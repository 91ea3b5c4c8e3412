//! Consul health API client

use crate::registry::RegistryClient;
use crate::{CoreError, Result};
use async_trait::async_trait;
use serde::Deserialize;
use std::collections::BTreeMap;
use std::time::Duration;
use tracing::debug;
use xds_api::ServiceInstance;

#[derive(Debug, Deserialize)]
#[serde(rename_all = "PascalCase")]
struct ServiceEntry {
    #[serde(default)]
    node: Option<NodeInfo>,
    service: AgentService,
}

#[derive(Debug, Deserialize)]
#[serde(rename_all = "PascalCase")]
struct NodeInfo {
    #[serde(default)]
    address: String,
}

#[derive(Debug, Deserialize)]
#[serde(rename_all = "PascalCase")]
struct AgentService {
    #[serde(rename = "ID")]
    id: String,
    #[serde(default)]
    address: String,
    port: u16,
    #[serde(default)]
    meta: Option<BTreeMap<String, String>>,
}

impl From<ServiceEntry> for ServiceInstance {
    fn from(entry: ServiceEntry) -> Self {
        let ServiceEntry { node, service } = entry;

        // Services registered without an address inherit the node's
        let address = if service.address.is_empty() {
            node.map(|n| n.address).unwrap_or_default()
        } else {
            service.address
        };

        ServiceInstance {
            id: service.id,
            address,
            port: service.port,
            metadata: service.meta.unwrap_or_default(),
        }
    }
}

/// Queries `/v1/health/service/<name>?passing=true` on a Consul agent
pub struct ConsulRegistry {
    client: reqwest::Client,
    base_url: String,
}

impl ConsulRegistry {
    /// Create a client for the agent at `address` (`host:port` or a full URL).
    /// Every request is bounded by `timeout`.
    pub fn new(address: &str, timeout: Duration) -> Result<Self> {
        let client = reqwest::Client::builder()
            .timeout(timeout)
            .build()
            .map_err(|e| CoreError::Internal(format!("failed to build HTTP client: {}", e)))?;

        Ok(Self {
            client,
            base_url: normalize_base_url(address),
        })
    }

    pub fn base_url(&self) -> &str {
        &self.base_url
    }

    fn health_url(&self, service: &str) -> String {
        format!("{}/v1/health/service/{}", self.base_url, service)
    }
}

#[async_trait]
impl RegistryClient for ConsulRegistry {
    async fn healthy_instances(&self, service: &str) -> Result<Vec<ServiceInstance>> {
        let url = self.health_url(service);
        debug!("Querying registry: {}", url);

        let response = self
            .client
            .get(&url)
            .query(&[("passing", "true")])
            .send()
            .await
            .map_err(|e| CoreError::RegistryUnavailable(format!("query {} failed: {}", url, e)))?;

        let status = response.status();
        if !status.is_success() {
            return Err(CoreError::RegistryUnavailable(format!(
                "query {} returned {}",
                url, status
            )));
        }

        let entries: Vec<ServiceEntry> = response.json().await.map_err(|e| {
            CoreError::RegistryUnavailable(format!("undecodable response from {}: {}", url, e))
        })?;

        Ok(entries.into_iter().map(ServiceInstance::from).collect())
    }
}

fn normalize_base_url(address: &str) -> String {
    let trimmed = address.trim_end_matches('/');
    if trimmed.starts_with("http://") || trimmed.starts_with("https://") {
        trimmed.to_string()
    } else {
        format!("http://{}", trimmed)
    }
}

#[cfg(test)]
mod tests {
    use super::*;
    use http_body_util::Full;
    use hyper::body::{Bytes, Incoming};
    use hyper::server::conn::http1;
    use hyper::service::service_fn;
    use hyper::{Request, Response, StatusCode};
    use hyper_util::rt::TokioIo;
    use std::convert::Infallible;
    use std::net::SocketAddr;
    use tokio::net::TcpListener;

    const HEALTH_BODY: &str = r#"[
        {
            "Node": {"Node": "agent-1", "Address": "172.18.0.2"},
            "Service": {
                "ID": "gs-1", "Service": "game-server", "Address": "10.0.0.5", "Port": 9000,
                "Meta": {"external_port": "10000", "protocol": "udp"}
            },
            "Checks": []
        },
        {
            "Node": {"Node": "agent-2", "Address": "172.18.0.3"},
            "Service": {"ID": "gs-2", "Service": "game-server", "Address": "", "Port": 9001, "Meta": null},
            "Checks": []
        }
    ]"#;

    /// Serves `body` with `status` for the health endpoint of `game-server`, 404 otherwise
    async fn spawn_registry_stub(status: StatusCode, body: &'static str) -> SocketAddr {
        let listener = TcpListener::bind("127.0.0.1:0").await.unwrap();
        let addr = listener.local_addr().unwrap();

        tokio::spawn(async move {
            while let Ok((stream, _)) = listener.accept().await {
                let io = TokioIo::new(stream);
                tokio::spawn(async move {
                    let service = service_fn(move |req: Request<Incoming>| async move {
                        let matches = req.uri().path() == "/v1/health/service/game-server"
                            && req.uri().query() == Some("passing=true");
                        let response = if matches {
                            Response::builder().status(status).body(Full::new(Bytes::from(body)))
                        } else {
                            Response::builder()
                                .status(StatusCode::NOT_FOUND)
                                .body(Full::new(Bytes::new()))
                        };
                        Ok::<_, Infallible>(response.unwrap())
                    });
                    let _ = http1::Builder::new().serve_connection(io, service).await;
                });
            }
        });

        addr
    }

    #[test]
    fn test_normalize_base_url() {
        assert_eq!(normalize_base_url("consul-server:8500"), "http://consul-server:8500");
        assert_eq!(normalize_base_url("http://consul:8500/"), "http://consul:8500");
        assert_eq!(normalize_base_url("https://consul"), "https://consul");
    }

    #[tokio::test]
    async fn test_healthy_instances_decodes_entries() {
        let addr = spawn_registry_stub(StatusCode::OK, HEALTH_BODY).await;
        let registry = ConsulRegistry::new(&addr.to_string(), Duration::from_secs(2)).unwrap();

        let instances = registry.healthy_instances("game-server").await.unwrap();
        assert_eq!(instances.len(), 2);

        assert_eq!(instances[0].id, "gs-1");
        assert_eq!(instances[0].address, "10.0.0.5");
        assert_eq!(instances[0].port, 9000);
        assert_eq!(instances[0].external_port(), Some("10000"));

        // Empty service address falls back to the node address
        assert_eq!(instances[1].address, "172.18.0.3");
        assert!(instances[1].metadata.is_empty());
    }

    #[tokio::test]
    async fn test_error_status_is_unavailable() {
        let addr = spawn_registry_stub(StatusCode::INTERNAL_SERVER_ERROR, "boom").await;
        let registry = ConsulRegistry::new(&addr.to_string(), Duration::from_secs(2)).unwrap();

        let err = registry.healthy_instances("game-server").await.unwrap_err();
        assert!(matches!(err, CoreError::RegistryUnavailable(_)));
    }

    #[tokio::test]
    async fn test_undecodable_body_is_unavailable() {
        let addr = spawn_registry_stub(StatusCode::OK, "not json").await;
        let registry = ConsulRegistry::new(&addr.to_string(), Duration::from_secs(2)).unwrap();

        let err = registry.healthy_instances("game-server").await.unwrap_err();
        assert!(err.is_transient());
    }

    #[tokio::test]
    async fn test_unreachable_registry_is_unavailable() {
        // Bind then drop to get a port nothing listens on
        let listener = TcpListener::bind("127.0.0.1:0").await.unwrap();
        let addr = listener.local_addr().unwrap();
        drop(listener);

        let registry = ConsulRegistry::new(&addr.to_string(), Duration::from_secs(2)).unwrap();
        let err = registry.healthy_instances("game-server").await.unwrap_err();
        assert!(matches!(err, CoreError::RegistryUnavailable(_)));
    }
}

• • • • •

_Exercise aim_
Extract, from the material above, each line holding the word "Incoming".

_Response to the exercise_
    use hyper::body::{Bytes, Incoming};
                    let service = service_fn(move |req: Request<Incoming>| async move {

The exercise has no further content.